Il cacciatore di aquiloni

Il cacciatore di aquiloni
San Francisco, estate del 2001. Amir è ormai un uomo adulto, sposato, con una bella casa e una vita – almeno apparentemente – tranquilla. Ma a volte basta poco per sconvolgere fragili equilibri che pure ci hanno messo così tanto a crearsi. Ad Amir basta una telefonata; basta risentire la voce di Rahim per tornare immediatamente il ragazzino che quasi trent’anni prima correva per le strade di Kabul, rincorrendo il suo amato aquilone durante una delle tante gare che spesso coloravano i cieli della città, in compagnia di Hassan: un grande cacciatore di aquiloni e un grande amico che – nonostante fosse un hazara, un mezzosangue figlio di un uomo che lavorava in casa sua – era in realtà quasi un fratello. Già, un fratello… infatti a volte Amir aveva proprio la sensazione che fosse Hassan il figlio che Baba Jan avrebbe voluto avere: forte e coraggioso come lui, fragile e capace di sentirsi al sicuro solo nel suo mondo fatto di libri letti e storie da scrivere, non avrebbe mai potuto essere. Baba Jan: lo stesso padre che non riusciva a perdonargli la perdita della sua amata sposa, morta per mettere al mondo un figlio che non era come lui lo avrebbe desiderato. Per quanto Amir cercasse d’ignorare l’idea, a volte questa consapevolezza lo travolgeva e allora non invidiare e, in fondo perché no, anche detestare un po’ il fedele amico di sempre gli rimaneva difficile. Odiarlo anche se lui aveva sacrificato tutto se stesso in nome della loro amicizia mentre Amir, nonostante quell’amicizia, gli aveva voltato le spalle proprio nel momento del bisogno. Ma “esiste un modo per tornare ad essere buoni”, o almeno così ha detto Rahim al telefono, e per Amir è il momento di provare; è il momento di tornare a Kabul…

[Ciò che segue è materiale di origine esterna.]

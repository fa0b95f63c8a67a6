//! Rule #1 investing calculations.
//!
//! Pure functions over `f64` inputs. Every precondition failure is reported as a
//! [`CalculationError`] so callers can omit a single derived value instead of
//! rendering a misleading zero.
//!
//! | Function | Result |
//! |----------|--------|
//! | [`cagr`] | compound annual growth rate, percent, 2 dp |
//! | [`growth_rate_series`] | 1y / 3y / 5y / max CAGR set |
//! | [`average_series`] | last / 3y / 5y / all average set |
//! | [`payback_time`] | years of compounded income to cover market cap |
//! | [`margin_of_safety_price`] | sticker and 50 % margin-of-safety price |
//! | [`roic`] | return on invested capital, percent |

use std::collections::BTreeMap;

use thiserror::Error;

/// Years projected forward when valuing earnings.
pub const VALUATION_HORIZON_YEARS: i32 = 10;
/// Minimum acceptable annual rate of return.
pub const TARGET_RATE_OF_RETURN: f64 = 0.15;
/// Discount applied to the sticker price.
pub const MARGIN_OF_SAFETY: f64 = 0.5;
/// Payback iterations before the computation is declared non-convergent.
pub const MAX_PAYBACK_YEARS: u32 = 10_000;
/// Share of average daily volume a position may take.
pub const MAX_VOLUME_SHARE: f64 = 0.01;

/// A precondition of one calculation failed; the derived value is skipped.
#[derive(Debug, Error, Clone, PartialEq)]
pub enum CalculationError {
    #[error("{field} must be finite")]
    NonFinite { field: &'static str },
    #[error("{field} must be greater than 0, got {value}")]
    NonPositive { field: &'static str, value: f64 },
    #[error("{field} must not be negative, got {value}")]
    Negative { field: &'static str, value: f64 },
    #[error("start value must not be 0")]
    ZeroStart,
    #[error("start {start} and end {end} have opposite signs")]
    OppositeSigns { start: f64, end: f64 },
    #[error("at least {required} data points are required, got {actual}")]
    InsufficientData { required: usize, actual: usize },
    #[error("growth rate {value} must be greater than -100%")]
    GrowthBelowTotalLoss { value: f64 },
    #[error("high PE {high} must be greater than or equal to low PE {low}")]
    InvertedPeRange { low: f64, high: f64 },
    #[error("future PE {value} must be greater than 0")]
    NonPositiveFuturePe { value: f64 },
    #[error("invested capital {value} must be greater than 0")]
    NonPositiveInvestedCapital { value: f64 },
    #[error("payback did not converge within {max_years} years")]
    PaybackDidNotConverge { max_years: u32 },
}

/// Sticker price and the discounted price to buy at.
#[derive(Debug, Clone, Copy, PartialEq)]
pub struct StickerValuation {
    pub margin_of_safety_price: f64,
    pub sticker_price: f64,
}

/// Largest position that can be entered or exited without moving the price.
#[derive(Debug, Clone, Copy, PartialEq, Eq)]
pub struct PositionLimit {
    pub max_position: u64,
    pub max_shares: u64,
}

/// Historical price/earnings bounds.
#[derive(Debug, Clone, Copy, PartialEq)]
pub struct PeRange {
    pub high: f64,
    pub low: f64,
}

pub fn round2(value: f64) -> f64 {
    (value * 100.0).round() / 100.0
}

fn finite(field: &'static str, value: f64) -> Result<f64, CalculationError> {
    if value.is_finite() {
        Ok(value)
    } else {
        Err(CalculationError::NonFinite { field })
    }
}

fn positive(field: &'static str, value: f64) -> Result<f64, CalculationError> {
    let value = finite(field, value)?;
    if value <= 0.0 {
        return Err(CalculationError::NonPositive { field, value });
    }
    Ok(value)
}

fn non_negative(field: &'static str, value: f64) -> Result<f64, CalculationError> {
    let value = finite(field, value)?;
    if value < 0.0 {
        return Err(CalculationError::Negative { field, value });
    }
    Ok(value)
}

/// Compound annual growth rate from `start` to `end` over `years`, in percent.
///
/// Values crossing zero have no defined growth direction and are rejected.
pub fn cagr(start: f64, end: f64, years: f64) -> Result<f64, CalculationError> {
    let start = finite("start", start)?;
    let end = finite("end", end)?;
    let years = positive("years", years)?;
    if start == 0.0 {
        return Err(CalculationError::ZeroStart);
    }
    if start * end < 0.0 {
        return Err(CalculationError::OppositeSigns { start, end });
    }

    let magnitude = ((end / start).powf(1.0 / years) - 1.0).abs();
    let rate = if end < start { -magnitude } else { magnitude };
    Ok(round2(rate * 100.0))
}

/// CAGR over the 1, 3, 5 year and full-history windows that `values`
/// (oldest first) is long enough for. Windows that fail are skipped.
pub fn growth_rate_series(values: &[f64]) -> Vec<f64> {
    let len = values.len();
    if len < 2 {
        return Vec::new();
    }

    let last = values[len - 1];
    let mut windows = vec![(values[len - 2], 1.0)];
    if len >= 4 {
        windows.push((values[len - 4], 3.0));
    }
    if len >= 6 {
        windows.push((values[len - 6], 5.0));
    }
    if len >= 7 {
        windows.push((values[0], (len - 1) as f64));
    }

    windows
        .into_iter()
        .filter_map(|(start, years)| cagr(start, last, years).ok())
        .collect()
}

/// Averages of the last value, last 3, last 5 and all values, 2 dp.
///
/// Entry `i` always covers the `i`-th window; the all-values entry needs more
/// than five values so it never repeats the 5-value window.
pub fn average_series(values: &[f64]) -> Vec<f64> {
    let len = values.len();
    let all = (len > 5).then_some(len);
    [Some(1), Some(3), Some(5), all]
        .into_iter()
        .flatten()
        .filter(|window| len >= *window)
        .map(|window| {
            let tail = &values[len - window..];
            round2(tail.iter().sum::<f64>() / window as f64)
        })
        .collect()
}

/// Years until compounded net income adds up to the market cap.
pub fn payback_time(
    market_cap: f64,
    ttm_net_income: f64,
    growth_rate: f64,
) -> Result<u32, CalculationError> {
    let market_cap = positive("market_cap", market_cap)?;
    let mut yearly_income = positive("ttm_net_income", ttm_net_income)?;
    let growth_rate = non_negative("growth_rate", growth_rate)?;

    let mut total = 0.0;
    let mut years = 0;
    while total < market_cap {
        yearly_income *= 1.0 + growth_rate;
        total += yearly_income;
        years += 1;
        if years > MAX_PAYBACK_YEARS {
            return Err(CalculationError::PaybackDidNotConverge {
                max_years: MAX_PAYBACK_YEARS,
            });
        }
    }
    Ok(years)
}

/// EPS projected over the valuation horizon.
pub fn future_eps(current_eps: f64, growth_rate: f64) -> f64 {
    current_eps * (1.0 + growth_rate).powi(VALUATION_HORIZON_YEARS)
}

/// The smaller of the historical average PE and twice the growth rate in percent.
pub fn future_pe(growth_rate: f64, pe_low: f64, pe_high: f64) -> Result<f64, CalculationError> {
    let growth_rate = finite("growth_rate", growth_rate)?;
    let pe_low = positive("pe_low", pe_low)?;
    let pe_high = positive("pe_high", pe_high)?;
    if pe_high < pe_low {
        return Err(CalculationError::InvertedPeRange {
            low: pe_low,
            high: pe_high,
        });
    }

    let average_pe = (pe_low + pe_high) / 2.0;
    let growth_pe = 2.0 * growth_rate * 100.0;
    let value = average_pe.min(growth_pe);
    if value <= 0.0 {
        return Err(CalculationError::NonPositiveFuturePe { value });
    }
    Ok(value)
}

/// Present value of `future_price` at the target rate of return.
pub fn sticker_price(future_price: f64) -> Result<f64, CalculationError> {
    let future_price = positive("future_price", future_price)?;
    Ok(future_price / (1.0 + TARGET_RATE_OF_RETURN).powi(VALUATION_HORIZON_YEARS))
}

pub fn margin_of_safety(sticker_price: f64) -> Result<f64, CalculationError> {
    Ok(positive("sticker_price", sticker_price)? * (1.0 - MARGIN_OF_SAFETY))
}

/// Sticker price and margin-of-safety price for a stock.
///
/// `growth_rate` is a decimal (0.12 for 12 %).
pub fn margin_of_safety_price(
    current_eps: f64,
    growth_rate: f64,
    pe_low: f64,
    pe_high: f64,
) -> Result<StickerValuation, CalculationError> {
    let current_eps = positive("current_eps", current_eps)?;
    let growth_rate = finite("growth_rate", growth_rate)?;
    if growth_rate <= -1.0 {
        return Err(CalculationError::GrowthBelowTotalLoss { value: growth_rate });
    }

    let pe = future_pe(growth_rate, pe_low, pe_high)?;
    let future_price = future_eps(current_eps, growth_rate) * pe;
    let sticker = sticker_price(future_price)?;
    Ok(StickerValuation {
        margin_of_safety_price: margin_of_safety(sticker)?,
        sticker_price: sticker,
    })
}

/// Return on invested capital in percent.
pub fn roic(net_income: f64, cash: f64, debt: f64, equity: f64) -> Result<f64, CalculationError> {
    let net_income = finite("net_income", net_income)?;
    let invested = finite("equity", equity)? + finite("debt", debt)? - finite("cash", cash)?;
    if invested <= 0.0 {
        return Err(CalculationError::NonPositiveInvestedCapital { value: invested });
    }
    Ok(net_income / invested * 100.0)
}

/// Least-squares slope of `values` plotted against their index, 2 dp.
pub fn slope_of_best_fit_line(values: &[f64]) -> Result<f64, CalculationError> {
    if values.len() < 2 {
        return Err(CalculationError::InsufficientData {
            required: 2,
            actual: values.len(),
        });
    }
    for value in values {
        finite("values", *value)?;
    }

    let n = values.len() as f64;
    let x_mean = (n - 1.0) / 2.0;
    let y_mean = values.iter().sum::<f64>() / n;
    let (numerator, denominator) = values.iter().enumerate().fold(
        (0.0, 0.0),
        |(num, den), (index, y)| {
            let dx = index as f64 - x_mean;
            (num + dx * (y - y_mean), den + dx * dx)
        },
    );
    Ok(round2(numerator / denominator))
}

/// Position limits at 1 % of average daily volume.
pub fn max_position_size(
    share_price: f64,
    average_volume: f64,
) -> Result<PositionLimit, CalculationError> {
    let share_price = positive("share_price", share_price)?;
    let average_volume = positive("average_volume", average_volume)?;

    let max_shares = (average_volume * MAX_VOLUME_SHARE).floor();
    let max_position = (share_price * max_shares).floor();
    Ok(PositionLimit {
        max_position: max_position as u64,
        max_shares: max_shares as u64,
    })
}

/// High and low of `round(close / eps, 2)` over years present in both maps.
pub fn pe_range(
    year_end_closes: &BTreeMap<i32, f64>,
    annual_eps: &BTreeMap<i32, f64>,
) -> Option<PeRange> {
    let ratios = year_end_closes
        .iter()
        .filter_map(|(year, close)| {
            let eps = annual_eps.get(year)?;
            (*eps != 0.0 && eps.is_finite() && close.is_finite()).then(|| round2(close / eps))
        })
        .collect::<Vec<_>>();

    let high = ratios.iter().copied().reduce(f64::max)?;
    let low = ratios.iter().copied().reduce(f64::min)?;
    Some(PeRange { high, low })
}

/// The lower of the analyst estimate and the historical equity growth, as a
/// non-negative decimal.
pub fn conservative_growth_decimal(analyst_percent: f64, equity_growth_percent: f64) -> f64 {
    analyst_percent.min(equity_growth_percent).max(0.0) / 100.0
}
impl FetchOrchestrator {
    pub fn new(sources: Vec<Arc<dyn FundamentalsSource>>) -> Self {
        Self {
            sources,
            permits: Arc::new(Semaphore::new(DEFAULT_MAX_CONCURRENT_REQUESTS)),
            deadline: DEFAULT_REQUEST_DEADLINE,
            growth_order: vec![ProviderId::Yahoo, ProviderId::Zacks],
        }
    }

    pub fn with_max_concurrent_requests(mut self, max: usize) -> Self {
        self.permits = Arc::new(Semaphore::new(max.max(1)));
        self
    }

    pub fn with_deadline(mut self, deadline: Duration) -> Self {
        self.deadline = deadline;
        self
    }

    pub fn with_growth_order(mut self, growth_order: Vec<ProviderId>) -> Self {
        self.growth_order = growth_order;
        self
    }

    pub fn sources(&self) -> &[Arc<dyn FundamentalsSource>] {
        &self.sources
    }

    pub fn growth_order(&self) -> &[ProviderId] {
        &self.growth_order
    }

    pub async fn fetch(&self, symbol: &Symbol) -> Result<FetchSuccess, FetchFailure> {
        let request_id = Uuid::new_v4();
        let span = info_span!("fetch", %request_id, %symbol);
        self.run(request_id, symbol).instrument(span).await
    }

    async fn run(&self, request_id: Uuid, symbol: &Symbol) -> Result<FetchSuccess, FetchFailure> {
        let started = Instant::now();
        let deadline = tokio::time::Instant::now() + self.deadline;
        let mut report = FetchReport::new(request_id, symbol.clone());
        let mut outcomes: Vec<Option<(SourceOutcome, Option<u64>)>> =
            vec![None; self.sources.len()];
        let mut fragments = Vec::new();
        let mut tasks = JoinSet::new();

        report.enter(FetchPhase::Dispatching);
        for (index, source) in self.sources.iter().enumerate() {
            let health = source.health().await;
            if !health.is_available() {
                warn!(provider = %source.id(), kind = %source.kind(), "source unhealthy, skipping");
                outcomes[index] = Some((SourceOutcome::Skipped, None));
                continue;
            }

            let source = Arc::clone(source);
            let permits = Arc::clone(&self.permits);
            let symbol = symbol.clone();
            tasks.spawn(
                async move {
                    let started = Instant::now();
                    let result = match permits.acquire_owned().await {
                        Ok(_permit) => source.fetch(&symbol).await,
                        Err(_) => Err(SourceError::internal("concurrency limiter closed")),
                    };
                    (index, result, elapsed_ms(started))
                }
                .in_current_span(),
            );
        }

        report.enter(FetchPhase::Awaiting);
        let mut short_circuited = false;
        loop {
            match tokio::time::timeout_at(deadline, tasks.join_next()).await {
                Ok(None) => {
                    report.enter(FetchPhase::Complete);
                    break;
                }
                Ok(Some(Ok((index, result, latency_ms)))) => {
                    let source = &self.sources[index];
                    let outcome = match result {
                        Ok(fragment) if fragment.kind() == source.kind() => {
                            fragments.push((
                                index,
                                SourcedFragment {
                                    provider: source.id(),
                                    fragment: fragment.normalized(),
                                },
                            ));
                            SourceOutcome::Completed
                        }
                        Ok(fragment) => SourceOutcome::Failed(SourceError::malformed(format!(
                            "expected {} fragment, got {}",
                            source.kind(),
                            fragment.kind()
                        ))),
                        Err(error) => SourceOutcome::Failed(error),
                    };

                    if let SourceOutcome::Failed(error) = &outcome {
                        warn!(
                            provider = %source.id(),
                            kind = %source.kind(),
                            critical = source.critical(),
                            code = error.code(),
                            error = error.message(),
                            "source failed"
                        );
                    }
                    let critical_failed = source.critical() && !outcome.is_completed();
                    outcomes[index] = Some((outcome, Some(latency_ms)));

                    if critical_failed {
                        tasks.abort_all();
                        short_circuited = true;
                        report.enter(FetchPhase::Complete);
                        break;
                    }
                }
                Ok(Some(Err(join_error))) => {
                    report
                        .warnings
                        .push(format!("source task ended abnormally: {join_error}"));
                }
                Err(_) => {
                    tasks.abort_all();
                    warn!(deadline_ms = duration_ms(self.deadline), "request deadline elapsed");
                    report.enter(FetchPhase::TimedOut);
                    break;
                }
            }
        }

        let unfinished = match report.phase() {
            FetchPhase::TimedOut => SourceOutcome::TimedOut,
            _ if short_circuited => SourceOutcome::Cancelled,
            _ => SourceOutcome::Failed(SourceError::internal("source task panicked")),
        };
        for (source, outcome) in self.sources.iter().zip(outcomes) {
            let (outcome, latency_ms) = outcome.unwrap_or_else(|| (unfinished.clone(), None));
            if outcome == SourceOutcome::TimedOut {
                warn!(provider = %source.id(), kind = %source.kind(), "source timed out");
            }
            report.sources.push(SourceReport {
                provider: source.id(),
                kind: source.kind(),
                critical: source.critical(),
                outcome,
                latency_ms,
            });
        }

        fragments.sort_by_key(|(index, _)| *index);
        report.fragments = fragments.into_iter().map(|(_, fragment)| fragment).collect();
        report.latency_ms = elapsed_ms(started);

        if let Some(failed) = report.critical_failure() {
            let (provider, kind, outcome) = (failed.provider, failed.kind, failed.outcome.clone());
            warn!(%provider, %kind, %outcome, latency_ms = report.latency_ms, "fetch failed");
            return Err(FetchFailure::CriticalSource {
                provider,
                kind,
                outcome,
                report: Box::new(report),
            });
        }

        let fundamentals = merge_fragments(symbol.clone(), &report.fragments, &self.growth_order);
        report.enter(FetchPhase::Merged);
        let degraded = report.degraded_sources();
        if !degraded.is_empty() {
            report.warnings.push(format!(
                "degraded result; incomplete sources: {}",
                degraded
                    .iter()
                    .map(|provider| provider.as_str())
                    .collect::<Vec<_>>()
                    .join(", ")
            ));
        }
        info!(
            latency_ms = report.latency_ms,
            fragments = report.fragments.len(),
            degraded = degraded.len(),
            "fetch complete"
        );

        Ok(FetchSuccess {
            fundamentals,
            report,
        })
    }
}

Dopo l’indimenticabile (e indimenticato) romanzo di Kaled Hosseini del 2003 (un caso editoriale internazionale pubblicato in ben 70 Paesi per un totale di 23.000.000 di copie vendute) e dopo il bell’adattamento cinematografico di Marc Foster del 2008, Il cacciatore di aquiloni diventa ora anche una graphic novel, raccogliendo una sfida che non si prospettava affatto semplice: reggere il confronto con il successo planetario del libro. E nonostante la preziosa collaborazione di Fabio Celoni – che è autore di fumetti, disegnatore, sceneggiatore, illustratore, copertinista e saggista; che ha vinto numerosi riconoscimenti e dal 1991 collabora con la Walt Disney Company, disegnando storie a fumetti e copertine per le varie testate, mentre dal 2000 fa parte dello staff di Dylan Dog come disegnatore e sceneggiatore – la sfida non si può dire completamente vinta. Celoni si dimostra infatti all’altezza della sua meritata fama ed arricchisce il fumetto di una grafica accattivante che dà forma ai volti, ai luoghi e alle vicende che in molti avevano già imparato ad amare; e lo fa riuscendo (correttamente) a trasporre in immagini ora la forza ora la grazia della narrazione di Hosseini, conservando anche una sorta di educato pudore che si fa avanti nei momenti più crudi della narrazione – momenti che nella graphic novel così come nel romanzo non mancano! Ma questo non basta a compensare le lacune della sceneggiatura. Pur rimanendo fedele ed aderente alla trama originale, anche ben riadattata, il fumetto condensa e riassume infatti in sole 132 pagine una storia che nella versione originale prende forma e si dipana attraverso ben 394 pagine; già solo numeri alla mano diventa evidente che molto dello spessore psicologico e umano del romanzo si è perso nella trasposizione… e quando è proprio questo spessore a fare del libro un bel libro – uno di quelli che riesci ad amare, la perdita non è trascurabile. Padri poco attenti e presenti, gelosie tra “fratelli” che suscitano piccole e grandi meschinità, sensi di colpa per quanto si è fatto o non fatto… il tutto sullo sfondo di una Kabul ormai violenta, travagliata dalla guerra e dal fondamentalismo che rende invisibile la bellezza e oscura un cielo precedentemente acceso dai mille colori degli aquiloni; è infatti questo il cuore de Il cacciatore di aquiloni: un groviglio di temi non semplici che mal si prestano alla concisione.